Recovery of a soybean urease genomic clone by sequential library screening with two synthetic oligodeoxynucleotides

Abstract

We report the first isolation of a low-copy-number gene from a complex higher plant (soybean) genome by direct screening with synthetic oligodeoxynucleotide (oligo) probes. A synthetic, mixed, 21-nucleotide (nt) oligo (21-1) based on a seven amino acid (aa) sequence from soybean seed urease, was used to screen genomic libraries of soybean (Glycine max [L.] Merr.) in the lambda Charon 4 vector. Twenty homologous clones were recovered from a screen of 500,000 plaques.
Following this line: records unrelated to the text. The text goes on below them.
//! Errors surfaced to the browser. Every variant renders as `{"error": "..."}` with a status.

use axum::{
  extract::{multipart::MultipartRejection, rejection::JsonRejection},
  http::StatusCode,
  response::{IntoResponse, Response},
  Json,
};
use serde::Serialize;
use tracing::warn;

use crate::openai::CompletionError;
use crate::parser::ParseError;

#[derive(Debug, thiserror::Error)]
pub enum ApiError {
  #[error("no API key configured: set OPENAI_API_KEY or supply one with the request")]
  MissingCredential,

  #[error("question generation is unavailable: no completion client")]
  CompletionUnavailable,

  #[error(transparent)]
  Completion(#[from] CompletionError),

  #[error(transparent)]
  Parse(#[from] ParseError),

  #[error("unknown session: {0}")]
  UnknownSession(String),

  #[error("{0}")]
  BadRequest(String),
}

impl ApiError {
  pub fn status(&self) -> StatusCode {
    match self {
      ApiError::MissingCredential | ApiError::CompletionUnavailable => StatusCode::SERVICE_UNAVAILABLE,
      ApiError::Completion(_) | ApiError::Parse(_) => StatusCode::BAD_GATEWAY,
      ApiError::UnknownSession(_) => StatusCode::NOT_FOUND,
      ApiError::BadRequest(_) => StatusCode::BAD_REQUEST,
    }
  }
}

// Body extraction failures (bad JSON, wrong types, unknown difficulty, missing multipart
// boundary) are client errors and share the JSON error shape.
impl From<JsonRejection> for ApiError {
  fn from(rejection: JsonRejection) -> Self {
    ApiError::BadRequest(format!("invalid request body: {}", rejection.body_text()))
  }
}

impl From<MultipartRejection> for ApiError {
  fn from(rejection: MultipartRejection) -> Self {
    ApiError::BadRequest(format!("invalid upload: {}", rejection.body_text()))
  }
}

#[derive(Serialize)]
struct ErrorOut {
  error: String,
}

impl IntoResponse for ApiError {
  fn into_response(self) -> Response {
    let status = self.status();
    warn!(target: "mcqgen_backend", %status, error = %self, "Request failed");
    (status, Json(ErrorOut { error: self.to_string() })).into_response()
  }
}
mod error;
pub use error::{EngineError, Result};

mod food;
pub use food::{
  CategoricalAttributes, CategoricalColumn, DENSITY_EPSILON, FoodItem, FoodRecord, MealCategory,
  Nutrients, UserQuery, nutrient_density,
};

mod feature_model;
pub use feature_model::{CategoricalVocabulary, FeatureModel, FeatureRange, NUMERIC_FEATURES};

mod catalog;
pub use catalog::Catalog;

pub mod loader;

mod ranker;
pub use ranker::{CategoryRecommendations, DEFAULT_TOP_N, Recommendation, RecommendationResult, rank};

mod daily_plan;
pub use daily_plan::{DailyPlan, PlanTotals, PlannedMeal, select_optimal_plan};

#[cfg(any(test, feature = "testing"))]
pub mod testing;
use std::sync::Arc;

use anyhow::Context;
use fitai_core::loader::{load_catalog, load_feature_model};
use fitai_server::{server, utils::AppState};
use fitai_shared::{APP_ENV, AppError};
use tracing_error::ErrorLayer;
use tracing_subscriber::{layer::SubscriberExt, util::SubscriberInitExt};

#[tokio::main]
async fn main() -> Result<(), AppError> {
  // `.env` is optional; real environment variables take precedence.
  dotenvy::dotenv().ok();

  tracing_subscriber::registry()
    .with(
      tracing_subscriber::EnvFilter::try_from_default_env().unwrap_or_else(|_| {
        format!("{}=debug,fitai_server=debug", env!("CARGO_CRATE_NAME")).into()
      }),
    )
    .with(tracing_subscriber::fmt::layer())
    .with(ErrorLayer::default())
    .init();

  let env = &*APP_ENV;

  let model = load_feature_model(&env.model_path).with_context(|| {
    format!(
      "fitai: cannot load feature model from {}",
      env.model_path.display()
    )
  })?;
  tracing::info!(
    path = %env.model_path.display(),
    dimension = model.dimension(),
    categorical_columns = model.vocabulary().len(),
    "feature model loaded"
  );

  let catalog = load_catalog(&env.catalog_path, Arc::new(model)).with_context(|| {
    format!(
      "fitai: cannot load catalog from {}",
      env.catalog_path.display()
    )
  })?;
  for category in catalog.all_categories() {
    let items = catalog.items_by_category(category).len();
    if items == 0 {
      tracing::warn!(%category, "catalog has no items for category");
    } else {
      tracing::info!(%category, items, "catalog group loaded");
    }
  }

  let state = AppState::new(Arc::new(catalog), env.default_top_n);
  server(state, &env.bind_addr).await
}
use std::sync::Arc;

use fitai_core::Catalog;

/// Shared, read-only request context. Cloning only bumps the catalog refcount.
#[derive(Clone)]
pub struct AppState {
  pub catalog: Arc<Catalog>,
  pub default_top_n: usize,
}

impl AppState {
  #[must_use]
  pub const fn new(catalog: Arc<Catalog>, default_top_n: usize) -> Self {
    Self {
      catalog,
      default_top_n,
    }
  }
}
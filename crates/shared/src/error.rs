use std::{
  backtrace::BacktraceStatus,
  fmt::Display,
};

use axum::{
  http::StatusCode,
  response::{IntoResponse, Response},
};

#[derive(Debug)]
pub struct AppError {
  err: anyhow::Error,
  status_code: StatusCode,
}

impl AppError {
  /// Create with 500 status
  pub fn new<E: Into<anyhow::Error>>(err: E) -> Self {
    Self {
      err: err.into(),
      status_code: StatusCode::INTERNAL_SERVER_ERROR,
    }
  }

  /// Create with custom status
  pub fn with_status<E: Into<anyhow::Error>>(status: StatusCode, err: E) -> Self {
    Self {
      err: err.into(),
      status_code: status,
    }
  }

  /// Create with 400 status, for input the caller can fix
  pub fn bad_request<E: Into<anyhow::Error>>(err: E) -> Self {
    Self::with_status(StatusCode::BAD_REQUEST, err)
  }

  #[must_use]
  pub const fn status_code(&self) -> StatusCode {
    self.status_code
  }

}

impl IntoResponse for AppError {
  fn into_response(self) -> Response {
    // Client errors never carry a backtrace, only the message.
    let body = if cfg!(debug_assertions) && self.status_code.is_server_error() {
      let bt = self.err.backtrace();
      if bt.status() == BacktraceStatus::Captured {
        format!("{}\nBacktrace:\n{}", self.err, bt)
      } else {
        format!(
          "{}\n(hint: set RUST_BACKTRACE=1 to enable backtrace)",
          self.err
        )
      }
    } else {
      self.err.to_string()
    };
    (self.status_code, body).into_response()
  }
}

impl Display for AppError {
  fn fmt(&self, f: &mut std::fmt::Formatter<'_>) -> std::fmt::Result {
    write!(f, "[{}] {}", self.status_code, self.err)
  }
}

impl<E> From<E> for AppError
where
  E: Into<anyhow::Error>,
{
  fn from(err: E) -> Self {
    Self::new(err)
  }
}
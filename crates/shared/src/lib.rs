mod error;
pub use error::AppError;

mod env;
pub use env::{APP_ENV, AppEnv};

pub mod similarity;
use thiserror::Error;

use crate::MealCategory;

/// Failures surfaced by the recommendation engine.
///
/// Startup failures ([`EngineError::CatalogLoad`], [`EngineError::ModelLoad`])
/// are fatal to initialization; query failures only affect their own request.
#[derive(Debug, Clone, PartialEq, Error)]
pub enum EngineError {
  #[error("invalid query: `{field}` must be a finite, non-negative number (got {value})")]
  InvalidQuery { field: &'static str, value: f64 },

  #[error("feature count mismatch: model is fitted on {expected} features, got {actual}")]
  InvalidFeatureCount { expected: usize, actual: usize },

  #[error("catalog load failed: {0}")]
  CatalogLoad(String),

  #[error("feature model load failed: {0}")]
  ModelLoad(String),

  #[error("catalog has no items for category {0}")]
  EmptyCategory(MealCategory),
}

impl EngineError {
  /// Whether the caller caused the failure and can fix it by changing the input.
  #[must_use]
  pub const fn is_client_error(&self) -> bool {
    matches!(
      self,
      Self::InvalidQuery { .. } | Self::InvalidFeatureCount { .. }
    )
  }
}

pub type Result<T, E = EngineError> = std::result::Result<T, E>;
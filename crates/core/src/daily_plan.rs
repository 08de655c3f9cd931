use crate::{Catalog, EngineError, FoodItem, MealCategory, Result};

#[derive(Debug, Clone, Copy, PartialEq)]
pub struct PlannedMeal<'a> {
  pub category: MealCategory,
  pub item: &'a FoodItem,
}

/// Aggregates over the selected meals.
#[derive(Debug, Clone, Copy, Default, PartialEq)]
pub struct PlanTotals {
  pub total_calories: f64,
  pub total_fat: f64,
  pub total_proteins: f64,
  pub total_carbs: f64,
  pub average_nutrient_density: f64,
}

impl PlanTotals {
  fn over(meals: &[PlannedMeal<'_>]) -> Self {
    let mut totals = meals.iter().fold(Self::default(), |mut acc, meal| {
      let n = &meal.item.nutrients;
      acc.total_calories += n.calories;
      acc.total_fat += n.fat;
      acc.total_proteins += n.proteins;
      acc.total_carbs += n.carbohydrate;
      acc.average_nutrient_density += meal.item.nutrient_density;
      acc
    });
    if !meals.is_empty() {
      #[allow(clippy::cast_precision_loss)]
      let count = meals.len() as f64;
      totals.average_nutrient_density /= count;
    }
    totals
  }
}

/// One highest-density item per category.
#[derive(Debug, Clone, PartialEq)]
pub struct DailyPlan<'a> {
  pub meals: Vec<PlannedMeal<'a>>,
  pub totals: PlanTotals,
}

impl<'a> DailyPlan<'a> {
  #[must_use]
  pub fn meal(&self, category: MealCategory) -> Option<&'a FoodItem> {
    self
      .meals
      .iter()
      .find(|m| m.category == category)
      .map(|m| m.item)
  }
}

/// Pick the item with the highest nutrient density in every category; the
/// earliest loaded item wins a tie.
///
/// # Errors
///
/// [`EngineError::EmptyCategory`] if any category has no items.
pub fn select_optimal_plan(catalog: &Catalog) -> Result<DailyPlan<'_>> {
  let meals = catalog
    .all_categories()
    .map(|category| {
      catalog
        .items_by_category(category)
        .iter()
        .reduce(|best, item| {
          if item.nutrient_density > best.nutrient_density {
            item
          } else {
            best
          }
        })
        .map(|item| PlannedMeal { category, item })
        .ok_or(EngineError::EmptyCategory(category))
    })
    .collect::<Result<Vec<_>>>()?;

  let totals = PlanTotals::over(&meals);
  Ok(DailyPlan { meals, totals })
}
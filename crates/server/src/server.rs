use axum::{Router, response::Html, routing::get};
use fitai_shared::AppError;
use tokio::net::TcpListener;

use crate::{
  api,
  utils::{AppState, shutdown_signal},
};

#[axum::debug_handler]
async fn handler() -> Html<&'static str> {
  Html("<h1>FIT AI</h1>")
}

pub fn router(state: AppState) -> Router {
  Router::new()
    .route("/", get(handler))
    .merge(api::app())
    .with_state(state)
}

pub async fn server(state: AppState, addr: &str) -> Result<(), AppError> {
  let app = router(state);

  let listener = TcpListener::bind(addr).await?;

  tracing::info!("server started at http://{addr}");

  axum::serve(listener, app)
    .with_graceful_shutdown(shutdown_signal())
    .await?;

  tracing::info!("server stopped");

  Ok(())
}
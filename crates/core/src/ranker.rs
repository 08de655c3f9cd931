use std::{borrow::Cow, cmp::Ordering, ops::Range};

use fitai_shared::similarity::cosine_similarity;

use crate::{Catalog, FoodItem, MealCategory, Result, UserQuery};

pub const DEFAULT_TOP_N: usize = 5;

#[derive(Debug, Clone, Copy, PartialEq)]
pub struct Recommendation<'a> {
  pub category: MealCategory,
  pub item: &'a FoodItem,
  /// Cosine similarity to the query, in [-1, 1].
  pub score: f64,
}

/// Top-scoring items of one category, best first.
#[derive(Debug, Clone, PartialEq)]
pub struct CategoryRecommendations<'a> {
  pub category: MealCategory,
  pub items: Vec<Recommendation<'a>>,
}

/// Ranked items grouped by category in enumeration order.
///
/// Categories without catalog items have no group.
#[derive(Debug, Clone, Default, PartialEq)]
pub struct RecommendationResult<'a> {
  pub groups: Vec<CategoryRecommendations<'a>>,
}

impl<'a> RecommendationResult<'a> {
  #[must_use]
  pub fn group(&self, category: MealCategory) -> Option<&CategoryRecommendations<'a>> {
    self.groups.iter().find(|g| g.category == category)
  }

  /// All recommendations flattened, group by group.
  pub fn iter(&self) -> impl Iterator<Item = &Recommendation<'a>> {
    self.groups.iter().flat_map(|g| g.items.iter())
  }

  #[must_use]
  pub fn len(&self) -> usize {
    self.groups.iter().map(|g| g.items.len()).sum()
  }

  #[must_use]
  pub fn is_empty(&self) -> bool {
    self.len() == 0
  }
}

/// The parts of `vector` covered by `ranges`, borrowed when contiguous.
fn project<'v>(vector: &'v [f64], ranges: &[Range<usize>]) -> Cow<'v, [f64]> {
  match ranges {
    [only] => Cow::Borrowed(&vector[only.clone()]),
    _ => Cow::Owned(
      ranges
        .iter()
        .flat_map(|r| vector[r.clone()].iter().copied())
        .collect(),
    ),
  }
}

/// Rank every category of `catalog` against `query`, keeping the `top_n` most
/// similar items of each.
///
/// One-hot columns the query leaves unset are ignored on both sides. Exact
/// score ties keep catalog load order.
///
/// # Errors
///
/// - [`crate::EngineError::InvalidQuery`] if a nutrient is negative.
/// - [`crate::EngineError::InvalidFeatureCount`] if the query vector does not
///   fit the catalog's feature model.
pub fn rank<'a>(
  catalog: &'a Catalog,
  query: &UserQuery,
  top_n: usize,
) -> Result<RecommendationResult<'a>> {
  query.validate()?;

  let model = catalog.feature_model();
  let full_vector = model.vectorize(
    &query.nutrients,
    query.nutrient_density(),
    &query.attributes,
  )?;
  let scored_ranges = model.scored_ranges(&query.attributes);
  let user_vector = project(&full_vector, &scored_ranges);

  let groups = catalog
    .all_categories()
    .filter_map(|category| {
      let items = catalog.items_by_category(category);
      if items.is_empty() {
        return None;
      }

      let mut scored = items
        .iter()
        .map(|item| Recommendation {
          category,
          item,
          score: cosine_similarity(
            &user_vector,
            &project(item.normalized_features(), &scored_ranges),
          ),
        })
        .collect::<Vec<_>>();

      // `sort_by` is stable; scores are never NaN.
      scored.sort_by(|a, b| b.score.partial_cmp(&a.score).unwrap_or(Ordering::Equal));
      scored.truncate(top_n);

      Some(CategoryRecommendations {
        category,
        items: scored,
      })
    })
    .collect();

  Ok(RecommendationResult { groups })
}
These were counterscreened with embryo-specific cDNA (15-2 cDNA) made by priming with a second, mixed 15-nt oligo (15-2), based on a Jack bean (Canavalia ensiformis) urease peptide [Takishima et al., J. Natl. Def. Med. Coll. 5 (1980) 19-23]. Five out of 20 clones were homologous to 15-2 cDNA and proved to be identical. Nucleotide sequence analysis of representative clone E15 confirmed that it contained urease sequences. Subclones of E15 homologous to the oligo probes contain a deduced amino acid sequence which matches 108 of 130 aa residues of an amino acid run in a recently published [Mamiya et al., Proc. Jap. Acad. 61B (1985) 359-398] complete protein sequence for Jack-bean seed urease. Using clone E15 as a probe of soybean embryonic mRNA revealed a homologous 3.8-kb species that is the size of the urease messenger. This species is absent from mRNA of embryos of a soybean seed urease-null mutant. However, both urease-positive and urease-null genomes contain the 11-kb DNA fragment bearing urease sequences.